Radio Quarantine: Wang Wen 惘闻 – RE:RE:RE (2005)

There’s something about this band, this Wang Wen 惘闻, that they can sound so forlorn and melancholy even when they get loud. They go straight into distortion and noise and it still sound so lonesome. You know that’s going to grab me. You just know.

Working from home again today, as going into the office has not been compulsory this week. There was one other person on Monday. Tuesday was just me. Wednesday was just me, the boss and the dude who needed an escape from his kids. Just us. You couldn’t get much more socially distanced in New York City. It wasn’t bad. I got a lot done and that’s a good thing. Now it’s two days from home and into a long weekend. Next week? We shall see.

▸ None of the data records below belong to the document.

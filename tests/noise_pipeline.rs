//! Integration tests for the young/old noise marker analysis.

use noise_markers::prelude::*;
use std::collections::BTreeSet;
use std::io::Write;
use tempfile::NamedTempFile;

const N_PROTEINS: usize = 12;
const N_NOISY: usize = 4;

fn init_logging() {
    let _ = env_logger::builder().is_test(true).try_init();
}

/// Age labels per sample: 10 young, 10 old, 2 unassigned, 1 ambiguous.
fn sample_ages() -> Vec<&'static str> {
    let mut ages = Vec::new();
    for i in 0..20 {
        ages.push(match i % 2 {
            0 => "20-29",
            _ if i % 4 == 1 => "60-69",
            _ => "70-79",
        });
    }
    ages.push("40-49");
    ages.push("40-49");
    ages.push("2060");
    ages
}

/// Write a synthetic GCT-style file, samples x (age, proteins).
///
/// - Proteins 0-3: old samples are five times as noisy as young ones
/// - Proteins 4-11: same noise in both cohorts
/// - Protein 5 has one missing young value, protein 7 one `N/A` old value
fn write_synthetic_gct() -> NamedTempFile {
    let ages = sample_ages();

    let mut rng_seed = 42u64;
    let mut simple_rand = || -> f64 {
        rng_seed = rng_seed.wrapping_mul(1103515245).wrapping_add(12345);
        ((rng_seed >> 16) & 0x7FFF) as f64 / 32768.0
    };

    let mut file = NamedTempFile::new().unwrap();
    writeln!(file, "#1.3").unwrap();
    writeln!(file, "{}\t{}", ages.len(), N_PROTEINS + 1).unwrap();

    // Column names carry stray whitespace
    write!(file, "sample_id\t age ").unwrap();
    for p in 0..N_PROTEINS {
        write!(file, "\t P{} ", p).unwrap();
    }
    writeln!(file).unwrap();

    let mut young_seen = 0;
    let mut old_seen = 0;
    for (s, age) in ages.iter().enumerate() {
        write!(file, "sample_{}\t{}", s, age).unwrap();
        let old = is_old(age) && !is_young(age);
        if is_young(age) && !old {
            young_seen += 1;
        }
        if old {
            old_seen += 1;
        }
        for p in 0..N_PROTEINS {
            let amplitude = if p < N_NOISY && old { 0.5 } else { 0.1 };
            let value = 100.0 * (1.0 + amplitude * (simple_rand() - 0.5) * 2.0);
            if p == 5 && young_seen == 1 && is_young(age) {
                write!(file, "\tNA").unwrap();
            } else if p == 7 && old_seen == 1 && old {
                write!(file, "\tN/A").unwrap();
            } else {
                write!(file, "\t{:.4}", value).unwrap();
            }
        }
        writeln!(file).unwrap();
    }
    file.flush().unwrap();
    file
}

#[test]
fn test_full_analysis_from_file() {
    init_logging();
    let file = write_synthetic_gct();

    let results = NoiseAnalysis::new()
        .name("synthetic")
        .index_column("sample_id")
        .age_order(&["20-29", "60-69", "70-79"])
        .run_file(file.path())
        .unwrap();

    assert_eq!(results.len(), N_PROTEINS);
    assert_eq!(results.n_young, 10);
    assert_eq!(results.n_old, 10);
    assert_eq!(results.correction, Correction::None);

    for r in results.iter() {
        assert!((0.0..=1.0).contains(&r.p_value), "{}: p = {}", r.feature_id, r.p_value);
        assert!(r.q_value.is_none());
    }

    for p in 0..N_NOISY {
        let r = results.get_feature(&format!("P{}", p)).unwrap();
        assert!(r.cv_ratio > 1.5, "{} ratio {}", r.feature_id, r.cv_ratio);
        assert_eq!(r.direction, NoiseDirection::Increased);
        assert!(r.p_value < 0.05, "{} p {}", r.feature_id, r.p_value);
    }

    let top: BTreeSet<&str> = results
        .sorted_by_pvalue()
        .iter()
        .take(N_NOISY)
        .map(|r| r.feature_id.as_str())
        .collect();
    assert_eq!(top, ["P0", "P1", "P2", "P3"].into_iter().collect());
}

#[test]
fn test_step_by_step_matches_runner() {
    let file = write_synthetic_gct();
    let raw = read_table(file.path()).unwrap();

    assert_eq!(raw.columns()[0], "sample_id");
    assert_eq!(raw.columns()[1], "age");
    assert_eq!(raw.columns()[2], "P0");

    let samples = raw.set_index("sample_id").unwrap();
    let ordered = order_by_age(&samples, &["20-29", "60-69", "70-79"]).unwrap();
    let cohorts = split_cohorts(&ordered, AGE_COLUMN).unwrap();
    // "2060" is not an ordered category, so it is missing after ordering
    assert!(cohorts.ambiguous.is_empty());
    assert_eq!(cohorts.unassigned.len(), 3);

    let levene = levene_pvalues(&cohorts.young, &cohorts.old).unwrap();
    let ratios = cv_ratio(&cohorts.young, &cohorts.old).unwrap();
    assert_eq!(levene.len(), cohorts.young.n_rows());
    assert_eq!(ratios.len(), cohorts.young.n_rows());

    let results = NoiseAnalysis::new()
        .index_column("sample_id")
        .age_order(&["20-29", "60-69", "70-79"])
        .run(&raw)
        .unwrap();
    for (i, r) in results.iter().enumerate() {
        assert_eq!(r.feature_id, levene.results[i].feature_id);
        assert_eq!(r.p_value.to_bits(), levene.results[i].p_value.to_bits());
        assert_eq!(r.cv_ratio.to_bits(), ratios[i].to_bits());
    }

    assert_eq!(levene.get_feature("P5").unwrap().n_young, 9);
    assert_eq!(levene.get_feature("P7").unwrap().n_old, 9);
}

#[test]
fn test_unordered_split_keeps_ambiguous_label() {
    let file = write_synthetic_gct();
    let samples = read_table(file.path())
        .unwrap()
        .set_index("sample_id")
        .unwrap();
    let cohorts = split_cohorts(&samples, AGE_COLUMN).unwrap();
    assert_eq!(cohorts.ambiguous, vec!["sample_22".to_string()]);
    assert_eq!(cohorts.unassigned.len(), 2);
    assert_eq!(cohorts.n_young(), 10);
    assert_eq!(cohorts.n_old(), 10);
}

#[test]
fn test_feature_ids_survive_split() {
    let file = write_synthetic_gct();
    let samples = read_table(file.path()).unwrap();
    let cohorts = split_cohorts(&samples, "age").unwrap();

    let recombined: BTreeSet<String> = cohorts
        .young
        .index()
        .iter()
        .chain(cohorts.old.index())
        .cloned()
        .collect();
    let proteins: BTreeSet<String> = (0..N_PROTEINS).map(|p| format!("P{}", p)).collect();
    assert_eq!(recombined, proteins);
    assert_eq!(cohorts.young.n_rows(), N_PROTEINS);
    assert_eq!(cohorts.old.n_rows(), N_PROTEINS);
}

#[test]
fn test_fdr_correction_is_opt_in() {
    let file = write_synthetic_gct();
    let samples = read_table(file.path()).unwrap();

    let raw = NoiseAnalysis::new().run(&samples).unwrap();
    let corrected = NoiseAnalysis::new().correct_bh().run(&samples).unwrap();

    assert!(raw.iter().all(|r| r.q_value.is_none()));
    assert_eq!(corrected.correction, Correction::fdr_bh());
    for (r, c) in raw.iter().zip(corrected.iter()) {
        assert_eq!(r.p_value.to_bits(), c.p_value.to_bits());
        assert!(c.q_value.unwrap() >= c.p_value);
    }
    assert!(corrected.summary().corrected);
}

#[test]
fn test_insufficient_observations_propagate() {
    let mut file = NamedTempFile::new().unwrap();
    writeln!(file, "#1.3\n4\t2").unwrap();
    writeln!(file, "sample_id\tage\tP1").unwrap();
    writeln!(file, "a\t20-29\t1.0").unwrap();
    writeln!(file, "b\t20-29\tNA").unwrap();
    writeln!(file, "c\t60-69\t2.0").unwrap();
    writeln!(file, "d\t60-69\t3.0").unwrap();
    file.flush().unwrap();

    let err = NoiseAnalysis::new().run_file(file.path()).unwrap_err();
    assert!(err.is_numerical_error());
    assert!(matches!(
        err,
        MarkerError::InsufficientData { ref group, n: 1, .. } if group == "young"
    ));
}

#[test]
fn test_missing_file_is_parse_error() {
    let err = NoiseAnalysis::new()
        .run_file("/nonexistent/expression.gct")
        .unwrap_err();
    assert!(err.is_parse_error());
}

#[test]
fn test_config_driven_run() {
    let file = write_synthetic_gct();
    let yaml = "name: from_yaml\nindex_column: sample_id\nage_column: age\n\
                age_order: ['20-29', '60-69', '70-79']\n";
    let config = AnalysisConfig::from_yaml(yaml).unwrap();
    assert_eq!(config.correction, Correction::None);
    assert_eq!(config.index_column.as_deref(), Some("sample_id"));

    let results = NoiseAnalysis::from_config(&config)
        .run_file(file.path())
        .unwrap();
    assert_eq!(results.len(), N_PROTEINS);

    let out = NamedTempFile::new().unwrap();
    results.to_tsv(out.path()).unwrap();
    let text = std::fs::read_to_string(out.path()).unwrap();
    assert_eq!(text.lines().count(), N_PROTEINS + 1);
}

It all goes back to the old adage, the one that The Crocodiles are fond of: If you want to make your god laugh, tell him your plans for tomorrow.

Maybe that’s why people have been so shitty lately, because for the first time it’s become perfectly clear that tomorrow is never a guarantee.

Me? I’m into certainty too, for the most part. Tell me where I am supposed to be at a certain time and what I’m supposed to be doing and that’s how I’ll make plans. Add a potentially fatal novelty into the mix though and I’m okay with that. No need to worry if I’m already dead. That’s an uncertainty that’s clear enough. No action need be taken. Dead is dead. There is no other outcome to sweat. End of story.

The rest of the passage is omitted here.